• [Dataset entries]:

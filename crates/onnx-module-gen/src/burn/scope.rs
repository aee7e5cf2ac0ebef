use std::collections::{HashMap, HashSet};

use onnx_graph::Node;
use proc_macro2::{Ident, Span, TokenStream};
use quote::quote;

/// Rust keywords, plus the names the generated module uses for itself.
const RESERVED: &[&str] = &[
    "as", "async", "await", "break", "const", "continue", "crate", "dyn", "else", "enum",
    "extern", "false", "fn", "for", "if", "impl", "in", "let", "loop", "match", "mod", "move",
    "mut", "pub", "ref", "return", "self", "static", "struct", "super", "trait", "true", "type",
    "unsafe", "use", "where", "while", "abstract", "become", "box", "do", "final", "gen",
    "macro", "override", "priv", "try", "typeof", "unsized", "virtual", "yield", "device",
    "phantom",
];

/// Stable, collision-free identifiers for the tensors and nodes of one graph.
///
/// The same ONNX name always maps to the same identifier. Tensors and nodes share one namespace
/// since both end up as locals of `new` or `forward`.
#[derive(Debug, Default)]
pub struct RenameHelper {
    tensors: HashMap<String, Ident>,
    nodes: HashMap<String, Ident>,
    used: HashSet<String>,
    unnamed: HashMap<String, usize>,
}

impl RenameHelper {
    /// Identifier of the tensor `name`.
    pub fn tensor(&mut self, name: &str) -> Ident {
        if let Some(ident) = self.tensors.get(name) {
            return ident.clone();
        }

        let ident = self.claim(&sanitize(name));
        self.tensors.insert(name.to_string(), ident.clone());
        ident
    }

    /// Identifier of the field generated for `node`, `{op_type}{n}` for unnamed nodes.
    pub fn node(&mut self, node: &Node) -> Ident {
        let key = if node.name.is_empty() {
            let counter = self.unnamed.entry(node.op_type.clone()).or_insert(0);
            *counter += 1;
            format!("{}{}", node.op_type, counter)
        } else {
            node.name.clone()
        };

        if let Some(ident) = self.nodes.get(&key) {
            return ident.clone();
        }

        let ident = self.claim(&sanitize(&key));
        self.nodes.insert(key, ident.clone());
        ident
    }

    fn claim(&mut self, base: &str) -> Ident {
        let mut candidate = base.to_string();
        let mut suffix = 1;
        while self.used.contains(&candidate) {
            candidate = format!("{base}_{suffix}");
            suffix += 1;
        }
        self.used.insert(candidate.clone());

        Ident::new(&candidate, Span::call_site())
    }
}

/// Snake case with every non alphanumeric character replaced by `_`.
fn sanitize(name: &str) -> String {
    let mut out = String::with_capacity(name.len() + 4);
    let mut prev: Option<char> = None;

    for c in name.chars() {
        if c.is_ascii_alphanumeric() {
            if c.is_ascii_uppercase()
                && prev.is_some_and(|p| p.is_ascii_lowercase() || p.is_ascii_digit())
            {
                out.push('_');
            }
            out.push(c.to_ascii_lowercase());
        } else if !out.is_empty() && !out.ends_with('_') {
            out.push('_');
        }
        prev = Some(c);
    }

    let mut out = out.trim_end_matches('_').to_string();
    if out.is_empty() {
        out.push_str("tensor");
    }
    if out.starts_with(|c: char| c.is_ascii_digit()) {
        out.insert_str(0, "t_");
    }
    if RESERVED.contains(&out.as_str()) {
        out.push('_');
    }

    out
}

/// Remaining uses of every tensor of the forward pass.
///
/// A tensor is moved on its last use and cloned before.
#[derive(Debug, Default)]
pub struct Scope {
    uses: HashMap<Ident, Vec<usize>>,
}

impl Scope {
    /// Record that the node at `node_position` consumes `name`.
    pub fn register_use(&mut self, name: &Ident, node_position: usize) {
        self.uses.entry(name.clone()).or_default().push(node_position);
    }

    /// Tokens consuming `name` at `node_position`: the variable itself on its last use, a clone
    /// otherwise.
    pub fn use_owned(&mut self, name: &Ident, node_position: usize) -> TokenStream {
        let Some(uses) = self.uses.get_mut(name) else {
            return quote! { #name };
        };

        if let Some(index) = uses.iter().position(|position| *position == node_position) {
            uses.remove(index);
        }

        if uses.iter().any(|position| *position >= node_position) {
            quote! { #name.clone() }
        } else {
            quote! { #name }
        }
    }
}

#[cfg(test)]
mod tests {
    use super::*;
    use onnx_graph::Attributes;

    fn node(name: &str, op_type: &str) -> Node {
        Node {
            name: name.to_string(),
            op_type: op_type.to_string(),
            domain: String::new(),
            inputs: vec![],
            outputs: vec![],
            attrs: Attributes::new(),
        }
    }

    #[test]
    fn tensor_names_are_snake_case_identifiers() {
        let mut rename = RenameHelper::default();

        assert_eq!(rename.tensor("_t_ReduceSum_0"), "t_reduce_sum_0");
        assert_eq!(rename.tensor("input:0"), "input_0");
        assert_eq!(rename.tensor("0"), "t_0");
        assert_eq!(rename.tensor("type"), "type_");
        assert_eq!(rename.tensor("device"), "device_");
        assert_eq!(rename.tensor("/"), "tensor");
    }

    #[test]
    fn renaming_is_stable_and_collision_free() {
        let mut rename = RenameHelper::default();

        let first = rename.tensor("input.1");
        let second = rename.tensor("input_1");
        assert_eq!(first, "input_1");
        assert_eq!(second, "input_1_1");
        assert_eq!(rename.tensor("input.1"), first);
    }

    #[test]
    fn unnamed_nodes_are_numbered_by_type() {
        let mut rename = RenameHelper::default();

        assert_eq!(rename.node(&node("", "Gather")), "gather1");
        assert_eq!(rename.node(&node("", "Gather")), "gather2");
        assert_eq!(rename.node(&node("Gather_0", "Gather")), "gather_0");
        assert_eq!(rename.node(&node("Gather_0", "Gather")), "gather_0");
    }

    #[test]
    fn last_use_moves() {
        let mut scope = Scope::default();
        let x = Ident::new("x", Span::call_site());
        scope.register_use(&x, 0);
        scope.register_use(&x, 2);

        assert_eq!(scope.use_owned(&x, 0).to_string(), "x . clone ()");
        assert_eq!(scope.use_owned(&x, 2).to_string(), "x");
    }

    #[test]
    fn same_node_using_a_tensor_twice() {
        let mut scope = Scope::default();
        let x = Ident::new("x", Span::call_site());
        scope.register_use(&x, 1);
        scope.register_use(&x, 1);

        assert_eq!(scope.use_owned(&x, 1).to_string(), "x . clone ()");
        assert_eq!(scope.use_owned(&x, 1).to_string(), "x");
    }
}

• [WHAT TO WORK ON]:
Transcribe the data in full, matching every line exactly.

• [ANSWER BELOW]:
filename crates/onnx-module-gen/src/burn/scope.rs
repository aee7e5cf2ac0ebef
use std::collections::{HashMap, HashSet};

use onnx_graph::Node;
use proc_macro2::{Ident, Span, TokenStream};
use quote::quote;

/// Rust keywords, plus the names the generated module uses for itself.
const RESERVED: &[&str] = &[
    "as", "async", "await", "break", "const", "continue", "crate", "dyn", "else", "enum",
    "extern", "false", "fn", "for", "if", "impl", "in", "let", "loop", "match", "mod", "move",
    "mut", "pub", "ref", "return", "self", "static", "struct", "super", "trait", "true", "type",
    "unsafe", "use", "where", "while", "abstract", "become", "box", "do", "final", "gen",
    "macro", "override", "priv", "try", "typeof", "unsized", "virtual", "yield", "device",
    "phantom",
];

/// Stable, collision-free identifiers for the tensors and nodes of one graph.
///
/// The same ONNX name always maps to the same identifier. Tensors and nodes share one namespace
/// since both end up as locals of `new` or `forward`.
#[derive(Debug, Default)]
pub struct RenameHelper {
    tensors: HashMap<String, Ident>,
    nodes: HashMap<String, Ident>,
    used: HashSet<String>,
    unnamed: HashMap<String, usize>,
}

impl RenameHelper {
    /// Identifier of the tensor `name`.
    pub fn tensor(&mut self, name: &str) -> Ident {
        if let Some(ident) = self.tensors.get(name) {
            return ident.clone();
        }

        let ident = self.claim(&sanitize(name));
        self.tensors.insert(name.to_string(), ident.clone());
        ident
    }

    /// Identifier of the field generated for `node`, `{op_type}{n}` for unnamed nodes.
    pub fn node(&mut self, node: &Node) -> Ident {
        let key = if node.name.is_empty() {
            let counter = self.unnamed.entry(node.op_type.clone()).or_insert(0);
            *counter += 1;
            format!("{}{}", node.op_type, counter)
        } else {
            node.name.clone()
        };

        if let Some(ident) = self.nodes.get(&key) {
            return ident.clone();
        }

        let ident = self.claim(&sanitize(&key));
        self.nodes.insert(key, ident.clone());
        ident
    }

    fn claim(&mut self, base: &str) -> Ident {
        let mut candidate = base.to_string();
        let mut suffix = 1;
        while self.used.contains(&candidate) {
            candidate = format!("{base}_{suffix}");
            suffix += 1;
        }
        self.used.insert(candidate.clone());

        Ident::new(&candidate, Span::call_site())
    }
}

/// Snake case with every non alphanumeric character replaced by `_`.
fn sanitize(name: &str) -> String {
    let mut out = String::with_capacity(name.len() + 4);
    let mut prev: Option<char> = None;

    for c in name.chars() {
        if c.is_ascii_alphanumeric() {
            if c.is_ascii_uppercase()
                && prev.is_some_and(|p| p.is_ascii_lowercase() || p.is_ascii_digit())
            {
                out.push('_');
            }
            out.push(c.to_ascii_lowercase());
        } else if !out.is_empty() && !out.ends_with('_') {
            out.push('_');
        }
        prev = Some(c);
    }

    let mut out = out.trim_end_matches('_').to_string();
    if out.is_empty() {
        out.push_str("tensor");
    }
    if out.starts_with(|c: char| c.is_ascii_digit()) {
        out.insert_str(0, "t_");
    }
    if RESERVED.contains(&out.as_str()) {
        out.push('_');
    }

    out
}

/// Remaining uses of every tensor of the forward pass.
///
/// A tensor is moved on its last use and cloned before.
#[derive(Debug, Default)]
pub struct Scope {
    uses: HashMap<Ident, Vec<usize>>,
}

impl Scope {
    /// Record that the node at `node_position` consumes `name`.
    pub fn register_use(&mut self, name: &Ident, node_position: usize) {
        self.uses.entry(name.clone()).or_default().push(node_position);
    }

    /// Tokens consuming `name` at `node_position`: the variable itself on its last use, a clone
    /// otherwise.
    pub fn use_owned(&mut self, name: &Ident, node_position: usize) -> TokenStream {
        let Some(uses) = self.uses.get_mut(name) else {
            return quote! { #name };
        };

        if let Some(index) = uses.iter().position(|position| *position == node_position) {
            uses.remove(index);
        }

        if uses.iter().any(|position| *position >= node_position) {
            quote! { #name.clone() }
        } else {
            quote! { #name }
        }
    }
}

#[cfg(test)]
mod tests {
    use super::*;
    use onnx_graph::Attributes;

    fn node(name: &str, op_type: &str) -> Node {
        Node {
            name: name.to_string(),
            op_type: op_type.to_string(),
            domain: String::new(),
            inputs: vec![],
            outputs: vec![],
            attrs: Attributes::new(),
        }
    }

    #[test]
    fn tensor_names_are_snake_case_identifiers() {
        let mut rename = RenameHelper::default();

        assert_eq!(rename.tensor("_t_ReduceSum_0"), "t_reduce_sum_0");
        assert_eq!(rename.tensor("input:0"), "input_0");
        assert_eq!(rename.tensor("0"), "t_0");
        assert_eq!(rename.tensor("type"), "type_");
        assert_eq!(rename.tensor("device"), "device_");
        assert_eq!(rename.tensor("/"), "tensor");
    }

    #[test]
    fn renaming_is_stable_and_collision_free() {
        let mut rename = RenameHelper::default();

        let first = rename.tensor("input.1");
        let second = rename.tensor("input_1");
        assert_eq!(first, "input_1");
        assert_eq!(second, "input_1_1");
        assert_eq!(rename.tensor("input.1"), first);
    }

    #[test]
    fn unnamed_nodes_are_numbered_by_type() {
        let mut rename = RenameHelper::default();

        assert_eq!(rename.node(&node("", "Gather")), "gather1");
        assert_eq!(rename.node(&node("", "Gather")), "gather2");
        assert_eq!(rename.node(&node("Gather_0", "Gather")), "gather_0");
        assert_eq!(rename.node(&node("Gather_0", "Gather")), "gather_0");
    }

    #[test]
    fn last_use_moves() {
        let mut scope = Scope::default();
        let x = Ident::new("x", Span::call_site());
        scope.register_use(&x, 0);
        scope.register_use(&x, 2);

        assert_eq!(scope.use_owned(&x, 0).to_string(), "x . clone ()");
        assert_eq!(scope.use_owned(&x, 2).to_string(), "x");
    }

    #[test]
    fn same_node_using_a_tensor_twice() {
        let mut scope = Scope::default();
        let x = Ident::new("x", Span::call_site());
        scope.register_use(&x, 1);
        scope.register_use(&x, 1);

        assert_eq!(scope.use_owned(&x, 1).to_string(), "x . clone ()");
        assert_eq!(scope.use_owned(&x, 1).to_string(), "x");
    }
}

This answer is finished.